My (23M) boyfriend (21M) have been dating for about two years and he picks me up from work sometimes when I can’t get a ride. He picked me up from work earlier tonight and I had a bunch of stuff to carry. I had a box of new socks and underwear that I got for us and a bag of food for later. I also had my backpack. The car ride went well, we just talked about our work days and plans for the week and we were talking about staying up a little to catch up on our shows. When we got home, I was struggling a little because I had a plethora of things to get out the car (the car was parked next to a wall, so the space would be tight to get out of too so I was a little stressed). My boyfriend left the car and walked to the other side and said “hurry up I have to pee.” I then told him that “I would have liked some help.” While I am still visibly struggling.

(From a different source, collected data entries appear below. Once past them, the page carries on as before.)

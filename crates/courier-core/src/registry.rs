use std::collections::HashMap;
use std::sync::Arc;

use serde::de::DeserializeOwned;
use serde::Serialize;

use crate::codec::BodyCodec;
use crate::error::{HandlerError, ServiceError, ServiceResult};
use crate::message::Message;
use crate::queue::{short_type_name, QueueNames};

/// Erased handler invocation: decode the body, run the typed handler,
/// encode the response. Built once at registration time — dispatch is a
/// plain map lookup, no runtime reflection.
pub(crate) type HandlerFn =
    Box<dyn Fn(&Message) -> Result<Option<Vec<u8>>, HandlerError> + Send + Sync>;

/// One registered message type: its processing closure and worker policy.
pub(crate) struct HandlerEntry {
    pub(crate) type_name: String,
    pub(crate) response_type_name: String,
    pub(crate) queues: QueueNames,
    pub(crate) handler: HandlerFn,
    pub(crate) workers: usize,
    /// Overrides the service-wide retry limit when set.
    pub(crate) retry_limit: Option<u32>,
}

/// Maps a logical message type to its processing function and worker-count
/// policy. Populated before the service starts and immutable afterwards —
/// the worker pool reads it only during startup.
#[derive(Default)]
pub struct HandlerRegistry {
    entries: HashMap<String, Arc<HandlerEntry>>,
}

impl HandlerRegistry {
    pub fn new() -> Self {
        Self::default()
    }

    /// Register a typed handler.
    ///
    /// The handler receives the envelope (as context) and the decoded body,
    /// and returns an optional response: `Some` is published as a reply,
    /// `None` means one-way. `workers` is the concurrent slot count for the
    /// type; `retry_limit` overrides the service-wide limit when set.
    pub fn register<Req, Res, F, C>(
        &mut self,
        workers: usize,
        retry_limit: Option<u32>,
        codec: C,
        handler: F,
    ) -> ServiceResult<()>
    where
        Req: DeserializeOwned + Send + 'static,
        Res: Serialize + Send + 'static,
        F: Fn(&Message, Req) -> Result<Option<Res>, HandlerError> + Send + Sync + 'static,
        C: BodyCodec,
    {
        let type_name = short_type_name::<Req>().to_string();
        if self.entries.contains_key(&type_name) {
            return Err(ServiceError::HandlerAlreadyRegistered(type_name));
        }

        let erased: HandlerFn = Box::new(move |message: &Message| {
            // A body the codec cannot decode is poison — retrying cannot fix it
            let body: Req = codec
                .from_bytes(&message.body)
                .map_err(|e| HandlerError::unretryable(format!("body decode failed: {e}")))?;
            match handler(message, body)? {
                Some(response) => {
                    let bytes = codec.to_bytes(&response).map_err(|e| {
                        HandlerError::unretryable(format!("response encode failed: {e}"))
                    })?;
                    Ok(Some(bytes))
                }
                None => Ok(None),
            }
        });

        let entry = HandlerEntry {
            type_name: type_name.clone(),
            response_type_name: short_type_name::<Res>().to_string(),
            queues: QueueNames::new(type_name.as_str()),
            handler: erased,
            workers: workers.max(1),
            retry_limit,
        };
        self.entries.insert(type_name, Arc::new(entry));
        Ok(())
    }

    pub fn contains(&self, type_name: &str) -> bool {
        self.entries.contains_key(type_name)
    }

    pub fn len(&self) -> usize {
        self.entries.len()
    }

    pub fn is_empty(&self) -> bool {
        self.entries.is_empty()
    }

    pub(crate) fn entries(&self) -> impl Iterator<Item = &Arc<HandlerEntry>> {
        self.entries.values()
    }
}

#[cfg(test)]
mod tests {
    use super::*;
    use crate::codec::JsonCodec;
    use serde::Deserialize;

    #[derive(Debug, Serialize, Deserialize)]
    struct Incr {
        value: i64,
    }

    fn incr_registry() -> HandlerRegistry {
        let mut registry = HandlerRegistry::new();
        registry
            .register(1, None, JsonCodec, |_msg: &Message, body: Incr| {
                Ok(Some(Incr {
                    value: body.value + 1,
                }))
            })
            .unwrap();
        registry
    }

    #[test]
    fn registration_is_keyed_by_short_type_name() {
        let registry = incr_registry();
        assert!(registry.contains("Incr"));
        assert_eq!(registry.len(), 1);
    }

    #[test]
    fn duplicate_registration_is_rejected() {
        let mut registry = incr_registry();
        let err = registry
            .register(1, None, JsonCodec, |_msg: &Message, body: Incr| {
                Ok(Some(body))
            })
            .unwrap_err();
        assert!(matches!(
            err,
            ServiceError::HandlerAlreadyRegistered(name) if name == "Incr"
        ));
    }

    #[test]
    fn erased_handler_round_trips_the_body() {
        let registry = incr_registry();
        let entry = registry.entries().next().unwrap();

        let message = Message::new("Incr", serde_json::to_vec(&Incr { value: 41 }).unwrap());
        let response = (entry.handler)(&message).unwrap().expect("response bytes");
        let decoded: Incr = serde_json::from_slice(&response).unwrap();
        assert_eq!(decoded.value, 42);
    }

    #[test]
    fn undecodable_body_is_unretryable() {
        let registry = incr_registry();
        let entry = registry.entries().next().unwrap();

        let message = Message::new("Incr", b"garbage".to_vec());
        let err = (entry.handler)(&message).unwrap_err();
        assert!(matches!(err, HandlerError::Unretryable(_)));
    }

    #[test]
    fn one_way_handlers_return_no_bytes() {
        let mut registry = HandlerRegistry::new();
        registry
            .register(1, None, JsonCodec, |_msg: &Message, _body: Incr| {
                Ok(None::<Incr>)
            })
            .unwrap();
        let entry = registry.entries().next().unwrap();

        let message = Message::new("Incr", serde_json::to_vec(&Incr { value: 0 }).unwrap());
        assert!((entry.handler)(&message).unwrap().is_none());
    }

    #[test]
    fn worker_count_floors_at_one() {
        let mut registry = HandlerRegistry::new();
        registry
            .register(0, Some(5), JsonCodec, |_msg: &Message, body: Incr| {
                Ok(Some(body))
            })
            .unwrap();
        let entry = registry.entries().next().unwrap();
        assert_eq!(entry.workers, 1);
        assert_eq!(entry.retry_limit, Some(5));
    }
}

He then goes on to say that I should have told him so that he would have helped and that he would not have any problems helping. I told him that I think I should not have to say anything as I am visibly uncomfortable and trying to get out the car. He said that I always expect him to do something instead of just telling me. I then said oh so I should tell you what to do all the time and he said yeah i’m not a mind reader. The argument continues on and I go to do the dishes (his chore).
Like I understand that expecting him to help me out a little is unfair to him and I see his side but I do not think that everything needs to be explicitly stated especially after two years. I tell him this and he said that he knows that I have trouble communicating but this is crazy or something like that. He then said why can’t you accept that you’re wrong and I am right about this. Then I said I understand I am sorry I should have told you and I have to be honest I was a little sarcastic so he said you don’t understand and this is what you do you make a big deal of everything making it seem like I am a terrible person and that I don’t care when I would have been fine to help you and you know I would have been.
Then I felt bad and said I’m sorry babe I understand and he said no you don’t no you don’t and stormed off to his practice.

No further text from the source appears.